= LGBTQ rights organization =

Organization aimed at defending civil rights of LGBTQ people

LGBTQ rights organizations are non-governmental civil rights, health, and community organizations that promote the civil and human rights and health of sexual minorities, and to improve the LGBTQ community.

==History==
===Early history===
The first LGBTQ rights organizations began to emerge in the late 19th and early 20th centuries. Early organizations were primarily research-oriented psychiatric organizations that took a sympathetic, rather than a corrective, approach to homosexuality. The Uranian Union was an organization initiated by Karl Heinrich Ulrichs in 1865 with which he urged for the repeal of anti homosexual laws. The Scientific-Humanitarian Committee (Wissenschaftlich-humanitäres Komitee, WhK) was founded in 1897 by Magnus Hirschfeld, the first outspoken advocacy group for LGBT and women's rights in Germany.

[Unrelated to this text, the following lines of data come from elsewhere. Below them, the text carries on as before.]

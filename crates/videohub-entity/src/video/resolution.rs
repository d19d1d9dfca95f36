//! Video resolution enumeration.

use serde::{Deserialize, Serialize};
use std::fmt;
use std::str::FromStr;

/// Supported playback qualities.
///
/// The wire form is the exact tag (`"P720"`); matching is case-sensitive.
#[derive(Debug, Clone, Copy, PartialEq, Eq, Hash, Serialize, Deserialize)]
pub enum Resolution {
    /// 144p.
    P144,
    /// 240p.
    P240,
    /// 360p.
    P360,
    /// 480p.
    P480,
    /// 720p.
    P720,
    /// 1080p.
    P1080,
    /// 1440p.
    P1440,
    /// 2160p (4K).
    P2160,
}

impl Resolution {
    /// Every supported resolution, lowest first.
    pub const ALL: [Resolution; 8] = [
        Self::P144,
        Self::P240,
        Self::P360,
        Self::P480,
        Self::P720,
        Self::P1080,
        Self::P1440,
        Self::P2160,
    ];

    /// Return the wire tag.
    pub fn as_str(&self) -> &'static str {
        match self {
            Self::P144 => "P144",
            Self::P240 => "P240",
            Self::P360 => "P360",
            Self::P480 => "P480",
            Self::P720 => "P720",
            Self::P1080 => "P1080",
            Self::P1440 => "P1440",
            Self::P2160 => "P2160",
        }
    }

    /// Check whether `tag` names a supported resolution.
    pub fn is_known(tag: &str) -> bool {
        tag.parse::<Self>().is_ok()
    }
}

impl fmt::Display for Resolution {
    fn fmt(&self, f: &mut fmt::Formatter<'_>) -> fmt::Result {
        write!(f, "{}", self.as_str())
    }
}

impl FromStr for Resolution {
    type Err = videohub_core::AppError;

    fn from_str(s: &str) -> Result<Self, Self::Err> {
        Self::ALL
            .into_iter()
            .find(|r| r.as_str() == s)
            .ok_or_else(|| {
                videohub_core::AppError::validation(format!("Invalid resolution: '{s}'"))
            })
    }
}
//! Response compression layer.

use tower_http::compression::CompressionLayer;
use tower_http::compression::predicate::SizeAbove;

/// Bodies smaller than this are sent uncompressed.
const MIN_COMPRESSED_BODY_BYTES: u16 = 1024;

/// Builds a gzip layer that only kicks in for larger video listings.
pub fn build_compression_layer() -> CompressionLayer<SizeAbove> {
    CompressionLayer::new()
        .gzip(true)
        .compress_when(SizeAbove::new(MIN_COMPRESSED_BODY_BYTES))
}
//! Field-level validation of raw video payloads.
//!
//! Payloads are inspected as untyped JSON so that a wrong type is reported
//! as a field error instead of a deserialization failure. Errors come back
//! in the fixed field order of the operation, at most one per field.

use chrono::{DateTime, Utc};
use serde_json::Value;

use videohub_core::config::validation::ValidationConfig;
use videohub_core::types::FieldError;
use videohub_entity::video::{Resolution, iso_timestamp, whole_age};

/// Allowed range for `minAgeRestriction`.
const MIN_AGE_RANGE: std::ops::RangeInclusive<u8> = 1..=18;

/// A validated video attribute, in its wire spelling.
#[derive(Debug, Clone, Copy, PartialEq, Eq)]
pub enum VideoField {
    Title,
    Author,
    AvailableResolutions,
    CanBeDownloaded,
    MinAgeRestriction,
    CreatedAt,
    PublicationDate,
}

impl VideoField {
    /// Fields checked when creating a video.
    pub const CREATE: [VideoField; 3] = [Self::Title, Self::Author, Self::AvailableResolutions];

    /// Fields checked when updating a video.
    pub const UPDATE: [VideoField; 7] = [
        Self::Title,
        Self::Author,
        Self::AvailableResolutions,
        Self::CanBeDownloaded,
        Self::MinAgeRestriction,
        Self::CreatedAt,
        Self::PublicationDate,
    ];

    /// Return the JSON key.
    pub fn as_str(&self) -> &'static str {
        match self {
            Self::Title => "title",
            Self::Author => "author",
            Self::AvailableResolutions => "availableResolutions",
            Self::CanBeDownloaded => "canBeDownloaded",
            Self::MinAgeRestriction => "minAgeRestriction",
            Self::CreatedAt => "createdAt",
            Self::PublicationDate => "publicationDate",
        }
    }
}

/// Checks create/update payloads against the configured strictness policy.
#[derive(Debug, Clone, Default)]
pub struct VideoValidator {
    config: ValidationConfig,
}

impl VideoValidator {
    /// Creates a validator with the given policy.
    pub fn new(config: ValidationConfig) -> Self {
        Self { config }
    }

    /// Validate a create payload. Title and author are mandatory.
    pub fn validate_create(&self, payload: &Value) -> Vec<FieldError> {
        self.validate_fields(&VideoField::CREATE, payload, |field| {
            matches!(field, VideoField::Title | VideoField::Author)
        })
    }

    /// Validate an update payload. Every field is optional.
    pub fn validate_update(&self, payload: &Value) -> Vec<FieldError> {
        self.validate_fields(&VideoField::UPDATE, payload, |_| false)
    }

    fn validate_fields(
        &self,
        fields: &[VideoField],
        payload: &Value,
        required: impl Fn(VideoField) -> bool,
    ) -> Vec<FieldError> {
        fields
            .iter()
            .filter(|field| match payload.get(field.as_str()) {
                None => required(**field),
                Some(value) => !self.is_valid(**field, value),
            })
            .map(|field| FieldError::incorrect(field.as_str()))
            .collect()
    }

    fn is_valid(&self, field: VideoField, value: &Value) -> bool {
        match field {
            VideoField::Title => self.is_valid_text(value, self.config.title_max_length),
            VideoField::Author => self.is_valid_text(value, self.config.author_max_length),
            VideoField::AvailableResolutions => value.as_array().is_some_and(|items| {
                items
                    .iter()
                    .all(|item| item.as_str().is_some_and(Resolution::is_known))
            }),
            VideoField::CanBeDownloaded => value.is_boolean(),
            VideoField::MinAgeRestriction => {
                value.is_null()
                    || value
                        .as_f64()
                        .and_then(whole_age)
                        .is_some_and(|age| MIN_AGE_RANGE.contains(&age))
            }
            VideoField::CreatedAt | VideoField::PublicationDate => {
                value.as_str().is_some_and(|s| self.is_valid_timestamp(s))
            }
        }
    }

    /// Lengths are counted in UTF-16 code units, so an emoji outside the
    /// basic plane counts twice.
    fn is_valid_text(&self, value: &Value, max_length: u64) -> bool {
        match value.as_str() {
            Some(text) if self.config.enforce_length_limits => {
                text.encode_utf16().count() as u64 <= max_length
            }
            Some(_) => true,
            None => false,
        }
    }

    fn is_valid_timestamp(&self, text: &str) -> bool {
        if !self.config.strict_dates {
            return true;
        }
        DateTime::parse_from_rfc3339(text)
            .is_ok_and(|parsed| iso_timestamp(parsed.with_timezone(&Utc)) == text)
    }
}
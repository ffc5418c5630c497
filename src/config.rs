/// Client configuration for the SpaceTraders API.
use std::time::Duration;

/// Production API origin, version prefix included.
pub const API_BASE: &str = "https://api.spacetraders.io/v2";

/// Configuration for [`StApi`](crate::api::StApi).
///
/// A plain struct: take the default, override what you need, pass it in.
/// `api_base` points at a mock server in tests; `http` swaps the
/// underlying transport entirely.
#[derive(Debug, Clone)]
pub struct ApiConfig {
    /// Origin plus version prefix, no trailing slash.
    pub api_base: String,
    /// Upper bound on a single call, connect through body read. Ignored
    /// when `http` supplies a pre-built transport.
    pub timeout: Duration,
    /// Underlying transport. `None` builds a standard pooling client.
    pub http: Option<reqwest::Client>,
}

impl Default for ApiConfig {
    fn default() -> Self {
        Self {
            api_base: API_BASE.into(),
            timeout: Duration::from_secs(30),
            http: None,
        }
    }
}

impl ApiConfig {
    /// Configuration pointing at `base`, for tests against a local server.
    pub fn with_base(base: impl Into<String>) -> Self {
        Self {
            api_base: base.into(),
            ..Self::default()
        }
    }
}
/// Request body for POST /my/ships/{ship}/sell.
#[derive(Debug, Clone, Serialize, Deserialize, PartialEq)]
#[serde(rename_all = "camelCase")]
pub struct SellCargoRequest {
    pub symbol: String,
    pub units: i32,
}

/// Payload of POST /my/ships/{ship}/sell.
#[derive(Debug, Clone, Serialize, Deserialize, PartialEq)]
#[serde(rename_all = "camelCase")]
pub struct SellCargoData {
    pub agent: Agent,
    pub cargo: ShipCargo,
    pub transaction: MarketTransaction,
}

// ---------------------------------------------------------------------------
// Systems
// ---------------------------------------------------------------------------

#[derive(Debug, Clone, Serialize, Deserialize, PartialEq)]
#[serde(rename_all = "camelCase")]
pub struct System {
    pub symbol: String,
    pub sector_symbol: String,
    #[serde(rename = "type")]
    pub system_type: String,
    pub x: i32,
    pub y: i32,
    /// Abbreviated entries; fetch the waypoint itself for traits and chart.
    #[serde(default)]
    pub waypoints: Vec<SystemWaypoint>,
    #[serde(default)]
    pub factions: Vec<FactionSymbol>,
}

#[derive(Debug, Clone, Serialize, Deserialize, PartialEq)]
#[serde(rename_all = "camelCase")]
pub struct SystemWaypoint {
    pub symbol: String,
    #[serde(rename = "type")]
    pub waypoint_type: String,
    pub x: i32,
    pub y: i32,
    #[serde(default)]
    pub orbitals: Vec<WaypointOrbital>,
}

#[derive(Debug, Clone, Serialize, Deserialize, PartialEq)]
#[serde(rename_all = "camelCase")]
pub struct Waypoint {
    pub symbol: String,
    #[serde(rename = "type")]
    pub waypoint_type: String,
    pub system_symbol: String,
    pub x: i32,
    pub y: i32,
    #[serde(default)]
    pub orbitals: Vec<WaypointOrbital>,
    #[serde(default)]
    pub traits: Vec<WaypointTrait>,
    /// Absent for uncharted waypoints.
    #[serde(default)]
    pub chart: Option<Chart>,
    #[serde(default)]
    pub faction: Option<FactionSymbol>,
}

#[derive(Debug, Clone, Serialize, Deserialize, PartialEq)]
#[serde(rename_all = "camelCase")]
pub struct WaypointOrbital {
    pub symbol: String,
}

#[derive(Debug, Clone, Serialize, Deserialize, PartialEq)]
#[serde(rename_all = "camelCase")]
pub struct WaypointTrait {
    pub symbol: String,
    pub name: String,
    pub description: String,
}

#[derive(Debug, Clone, Default, Serialize, Deserialize, PartialEq)]
#[serde(rename_all = "camelCase")]
pub struct Chart {
    #[serde(default)]
    pub waypoint_symbol: Option<String>,
    #[serde(default)]
    pub submitted_by: Option<String>,
    #[serde(default)]
    pub submitted_on: Option<DateTime<Utc>>,
}

// ---------------------------------------------------------------------------
// Markets
// ---------------------------------------------------------------------------

#[derive(Debug, Clone, Serialize, Deserialize, PartialEq)]
#[serde(rename_all = "camelCase")]
pub struct Market {
    pub symbol: String,
    #[serde(default)]
    pub exports: Vec<TradeGood>,
    #[serde(default)]
    pub imports: Vec<TradeGood>,
    #[serde(default)]
    pub exchange: Vec<TradeGood>,
    /// Present only while one of the caller's ships is at the waypoint.
    #[serde(default)]
    pub transactions: Vec<MarketTransaction>,
    #[serde(default)]
    pub trade_goods: Vec<MarketTradeGood>,
}

#[derive(Debug, Clone, Serialize, Deserialize, PartialEq)]
#[serde(rename_all = "camelCase")]
pub struct TradeGood {
    pub symbol: String,
    pub name: String,
    pub description: String,
}

#[derive(Debug, Clone, Serialize, Deserialize, PartialEq)]
#[serde(rename_all = "camelCase")]
pub struct MarketTradeGood {
    pub symbol: String,
    pub trade_volume: i32,
    pub supply: String,
    pub purchase_price: i32,
    pub sell_price: i32,
}

#[derive(Debug, Clone, Serialize, Deserialize, PartialEq)]
#[serde(rename_all = "camelCase")]
pub struct MarketTransaction {
    pub waypoint_symbol: String,
    pub ship_symbol: String,
    pub trade_symbol: String,
    #[serde(rename = "type")]
    pub transaction_type: String,
    pub units: i32,
    pub price_per_unit: i32,
    pub total_price: i32,
    pub timestamp: DateTime<Utc>,
}
#![cfg(feature = "integration")]
/// Integration tests against the live SpaceTraders API.
///
/// These require network access and a registered agent token in
/// SPACETRADERS_TOKEN. Run with:
/// SPACETRADERS_TOKEN=... cargo test --features integration --test integration_tests
use spacetraders_sdk::{ApiConfig, PageQuery, StClient};

fn token() -> String {
    std::env::var("SPACETRADERS_TOKEN")
        .expect("SPACETRADERS_TOKEN must be set for integration tests")
}

#[tokio::test]
async fn live_agent_fetch() {
    let client = StClient::new(ApiConfig::default());
    let agent = client.get_agent(&token()).await.unwrap();
    assert!(!agent.symbol.is_empty());
}

#[tokio::test]
async fn live_fleet_and_cooldown() {
    let client = StClient::new(ApiConfig::default());
    let token = token();

    let ships = client.list_ships(&token, PageQuery::new(20, 1)).await.unwrap();
    assert!(ships.meta.total >= 1, "a registered agent starts with ships");

    let ship = &ships.data[0];
    // Either answer is valid; the call itself must not error
    let _status = client.get_ship_cooldown(&token, &ship.symbol).await.unwrap();
}

#[tokio::test]
async fn live_contracts_and_factions() {
    let client = StClient::new(ApiConfig::default());
    let token = token();

    let contracts = client
        .list_contracts(&token, PageQuery::default())
        .await
        .unwrap();
    if let Some(contract) = contracts.data.first() {
        let fetched = client.get_contract(&token, &contract.id).await.unwrap();
        assert_eq!(fetched.id, contract.id);

        let faction = client
            .get_faction(&token, &contract.faction_symbol)
            .await
            .unwrap();
        assert_eq!(faction.symbol, contract.faction_symbol);
    }
}

#[tokio::test]
async fn live_systems_walk() {
    let client = StClient::new(ApiConfig::default());
    let token = token();

    let systems = client
        .list_systems(&token, PageQuery::new(5, 1))
        .await
        .unwrap();
    assert!(!systems.data.is_empty());

    let system = &systems.data[0];
    let fetched = client.get_system(&token, &system.symbol).await.unwrap();
    assert_eq!(fetched.symbol, system.symbol);

    let waypoints = client
        .list_waypoints(&token, &system.symbol, PageQuery::new(10, 1))
        .await
        .unwrap();
    for waypoint in &waypoints.data {
        assert_eq!(waypoint.system_symbol, system.symbol);
    }
}
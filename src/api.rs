/// The authenticated REST invoker underneath every endpoint method.
///
/// One component does all of the HTTP work: join a path suffix onto the
/// configured origin, attach bearer auth, marshal an optional JSON body,
/// perform the call, and hand back either the raw response bytes or a
/// typed decode of them. The endpoint methods in [`crate::client`] are
/// thin façades over [`StApi::call`].
use log::debug;
use reqwest::header::{ACCEPT, AUTHORIZATION, CONTENT_TYPE};
use reqwest::{Client, Method, StatusCode};
use serde::de::DeserializeOwned;

use crate::config::ApiConfig;
use crate::errors::StError;

/// Pagination parameters for list endpoints.
///
/// Upstream accepts `limit` (1–20) and `page` (≥ 1). A zero field is
/// unset and is omitted from the query string entirely.
#[derive(Debug, Clone, Copy, Default, PartialEq, Eq)]
pub struct PageQuery {
    pub limit: u32,
    pub page: u32,
}

impl PageQuery {
    pub fn new(limit: u32, page: u32) -> Self {
        Self { limit, page }
    }

    /// Query pairs for the non-zero fields, as decimal integers.
    pub(crate) fn params(&self) -> Vec<(&'static str, String)> {
        let mut params = Vec::new();
        if self.limit != 0 {
            params.push(("limit", self.limit.to_string()));
        }
        if self.page != 0 {
            params.push(("page", self.page.to_string()));
        }
        params
    }
}

/// The low-level REST invoker for the SpaceTraders API.
///
/// Stateless apart from the configured transport. Cheap to clone and safe
/// for concurrent use; the only shared state is reqwest's connection
/// pool, and no call orders or blocks another.
#[derive(Debug, Clone)]
pub struct StApi {
    http: Client,
    api_base: String,
}

impl StApi {
    /// Create an invoker from an explicit configuration.
    pub fn new(config: ApiConfig) -> Self {
        let http = match config.http {
            Some(client) => client,
            None => Client::builder()
                .timeout(config.timeout)
                .build()
                // builder only fails with a broken TLS backend
                .unwrap_or_else(|_| Client::new()),
        };
        Self {
            http,
            api_base: config.api_base,
        }
    }

    /// The configured origin, version prefix included.
    pub fn api_base(&self) -> &str {
        &self.api_base
    }

    /// Perform one call and return the status and raw 2xx body bytes.
    ///
    /// `token` is attached as `Authorization: Bearer <token>` when given;
    /// agent registration is the one endpoint that passes `None`. Query
    /// pairs are appended as supplied. A JSON `body` is sent with
    /// `Content-Type: application/json`.
    ///
    /// Non-2xx responses become [`StError::Api`] with the upstream
    /// payload attached verbatim. HTTP 204 is a success with empty bytes;
    /// callers that can legally receive it decode conditionally.
    pub async fn invoke(
        &self,
        method: Method,
        path: &str,
        token: Option<&str>,
        query: &[(&'static str, String)],
        body: Option<&serde_json::Value>,
    ) -> Result<(StatusCode, Vec<u8>), StError> {
        debug!(
            "api.invoke method={} path={} query_pairs={} has_body={}",
            method,
            path,
            query.len(),
            body.is_some()
        );
        let url = format!("{}{}", self.api_base, path);

        let mut req = self
            .http
            .request(method, &url)
            .header(ACCEPT, "application/json");
        if let Some(token) = token {
            req = req.header(AUTHORIZATION, format!("Bearer {token}"));
        }
        if !query.is_empty() {
            req = req.query(query);
        }
        if let Some(body) = body {
            req = req.header(CONTENT_TYPE, "application/json").json(body);
        }

        let resp = req.send().await?;
        let status = resp.status();
        let bytes = resp.bytes().await?;

        if !status.is_success() {
            debug!("api.invoke non_success path={} status={}", path, status);
            return Err(StError::Api {
                status: status.as_u16(),
                body: String::from_utf8_lossy(&bytes).into_owned(),
            });
        }

        debug!(
            "api.invoke ok path={} status={} body_len={}",
            path,
            status,
            bytes.len()
        );
        Ok((status, bytes.to_vec()))
    }

    /// [`StApi::invoke`] plus a JSON decode of the body into `T`.
    pub async fn call<T: DeserializeOwned>(
        &self,
        method: Method,
        path: &str,
        token: Option<&str>,
        query: &[(&'static str, String)],
        body: Option<&serde_json::Value>,
    ) -> Result<T, StError> {
        let (_, bytes) = self.invoke(method, path, token, query, body).await?;
        decode(&bytes)
    }
}

/// Decode a response body, keeping a truncated preview on failure.
pub(crate) fn decode<T: DeserializeOwned>(bytes: &[u8]) -> Result<T, StError> {
    serde_json::from_slice(bytes).map_err(|e| {
        let preview: String = String::from_utf8_lossy(bytes).chars().take(500).collect();
        StError::Decode(format!("failed to decode response: {e}; body: {preview}"))
    })
}

#[cfg(test)]
mod tests {
    use super::*;

    #[test]
    fn page_query_omits_zero_fields() {
        assert!(PageQuery::default().params().is_empty());
        assert!(PageQuery::new(0, 0).params().is_empty());
    }

    #[test]
    fn page_query_formats_decimal() {
        let params = PageQuery::new(20, 3).params();
        assert_eq!(
            params,
            vec![("limit", "20".to_string()), ("page", "3".to_string())]
        );
    }

    #[test]
    fn page_query_partial() {
        assert_eq!(
            PageQuery::new(5, 0).params(),
            vec![("limit", "5".to_string())]
        );
        assert_eq!(
            PageQuery::new(0, 2).params(),
            vec![("page", "2".to_string())]
        );
    }
}
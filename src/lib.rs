//! SpaceTraders SDK for Rust.
//!
//! A typed client for the SpaceTraders API, a multiplayer space-trading
//! game played entirely through REST. Every endpoint is a straight line:
//! build the request, attach bearer auth, decode the JSON envelope,
//! return a typed struct.
//!
//! # What This SDK Provides
//!
//! - Typed endpoint methods across five domains: [`StClient`]
//! - The low-level authenticated invoker: [`api::StApi`]
//! - One canonical schema set for agents, contracts, factions, ships,
//!   systems, waypoints, and markets
//!
//! # Quick Start
//!
//! ```rust,no_run
//! use spacetraders_sdk::{ApiConfig, PageQuery, StClient};
//!
//! #[tokio::main]
//! async fn main() -> Result<(), spacetraders_sdk::StError> {
//!     let client = StClient::new(ApiConfig::default());
//!     let token = std::env::var("SPACETRADERS_TOKEN").unwrap_or_default();
//!
//!     let agent = client.get_agent(&token).await?;
//!     println!("{} has {} credits", agent.symbol, agent.credits);
//!
//!     let ships = client.list_ships(&token, PageQuery::new(20, 1)).await?;
//!     println!("{} ships of {} total", ships.data.len(), ships.meta.total);
//!     Ok(())
//! }
//! ```
//!
//! # Tokens
//!
//! [`StClient::register`] is the one unauthenticated call; its response
//! carries the bearer token for the new agent. Every other method takes
//! the token per call — the SDK does not store, refresh, or manage
//! credentials.
//!
//! # Pagination
//!
//! List endpoints take a [`PageQuery`]. A zero `limit` or `page` is unset
//! and omitted from the request; upstream then applies its defaults. List
//! responses come back as [`Paged`] with the upstream
//! `meta: {total, page, limit}` block.
//!
//! # Logging
//!
//! This crate emits debug-level logs through the [`log`](https://docs.rs/log/)
//! facade for every API call. Configure any compatible logger in your
//! binary and set `RUST_LOG=debug` to inspect request flow.
//!
//! # Errors
//!
//! All fallible operations return [`StError`]:
//!
//! - [`StError::Transport`] — the call never completed (DNS, connect,
//!   timeout)
//! - [`StError::Api`] — upstream rejected the call; status code and raw
//!   error payload attached
//! - [`StError::Decode`] — the 2xx body did not match the expected shape
//!
//! Nothing is retried internally. The game API enforces cooldowns and
//! rate limits; whether to retry, wait, or surface the failure is the
//! caller's decision. See [`guides::error_handling`].
//!
//! # Guides
//!
//! - [`guides::error_handling`] — error variants and recovery patterns
//! - [`guides::pagination`] — walking list endpoints with `PageQuery`
pub mod api;
pub mod client;
pub mod config;
pub mod errors;
pub mod guides;
pub mod models;

// Re-export primary types for convenience.
pub use api::{PageQuery, StApi};
pub use client::StClient;
pub use config::{ApiConfig, API_BASE};
pub use errors::StError;
pub use models::*;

=== 1950s: Organizations Begin ===

==== The Mattachine Society ====
Founded in 1950 by Harry Hay the Mattachine Society (also called Mattachine Foundation) was one of the first LGBT rights groups in the United States. Its members began as communist-affiliated leftists and the society was a key member in the 1950s Homophile movement.

==== The Lavender Scare ====
Taking place from the 1940s into the 1960s, the "lavender scare" was a societal panic about the notion that gay men and lesbians were communist sympathizers. This connected with the anti-Communist Red Scare, spurred on by McCarthyism. As a result, thousands of LGBT people were fired from their jobs.

=== Early 20th century ===
Early LGBT organizations in the United States were, like earlier German organizations, primarily centered around the rights of gay men. The Society for Human Rights was founded in 1924 in Chicago, Illinois, by Henry Gerber, who was inspired by Hirschfeld's work in Germany and produced the first gay-rights-oriented publication in the US, Friendship and Freedom. The Society for Human organization was short-lived, due to some members' arrests for "obscenity." Though the charges were dropped, the fees associated made Gerber file for bankruptcy. The first national gay rights organization, the Mattachine Society, was formed in 1951, was created by Harry Hay.

The first lesbian rights organization in the US was founded in 1955. The Daughters of Bilitis was founded in San Francisco, California, by activist couple Del Martin and Phyllis Lyon. In 1965, The Imperial Council of San Francisco was formed by José Sarria. In 1966, National Transsexual Counseling Unit was formed in San Francisco.

===Post-Stonewall===
In the wake of the Stonewall riots, LGBTQ organizations began to flourish around the United States, including politically active organizations. Many of these organizations formed in the early 70s were particularly militant in their approaches. As well as militant social justice groups forming, groups dedicated towards all aspects of gay living. It was in this era that the Rainbow Flag was created by gay activist Gilbert Baker. The Alice B. Toklas LGBTQ Democratic Club was founded in 1971 by Martin & Lyon, as well as activists Beth Elliot and Ben Foster. In 1976, Harvey Milk founded a splinter organization known as the San Francisco Gay Democratic Club. In the 1980s LGBT organizations were happening in many aspects of culture from medical and dental to housing. At the same time, organization in this period was done within city centers the eventual strength of the organization led to more political parties building coalitions with these LGBT organizations.

==== AIDS crisis ====
In 1981, American doctors began using gay-related immune deficiency (GRID) as a term for what would later be called acquired immunodeficiency syndrome (AIDS). In the 1980s the syndrome was colloquially referred to as the gay plague, and other terms related to sexual practises of gay men. This linked the virus to gay identity to many. The CDC has used acquired immunodeficiency syndrome (AIDS) since 1982. The Reagan presidential administration did not mention the term "AIDS" until 1985 in his second term. Despite this, a member of his administration's press corp, Lester Kinsolving, would often make homophobic comments or jokes in the years between 1981 and 1985.

===21st century===
The twenty-first century saw a dramatic rise in LGBTQ organizations and acceptance in the U.S.

Tremendous progress has been made over the beginning of the 21st century, though equal rights are only beginning for the LGBT community. Some notable organizations have had an impact for almost half a century and are still cornerstones today, including the Human Rights Campaign. They stand for equal rights and have advocated for the legalization of same-sex marriage since 1995. The Human Rights Campaign has recently elected its first Black and Queer president (University of Missouri alumnae), Kelley Robinson. The National Black Justice Coalition has been monumental in advocacy for the Black LGBTQ community. They have been influential in policy-making and community outreach/education since 2003. Starting in 1998, The Trevor Project began their mission of ending death by suicide in the LGBTQ community. This organization is now a leading crisis intervention service nationwide.

In 2022 Ford Foundation doubled investment for trans organizations.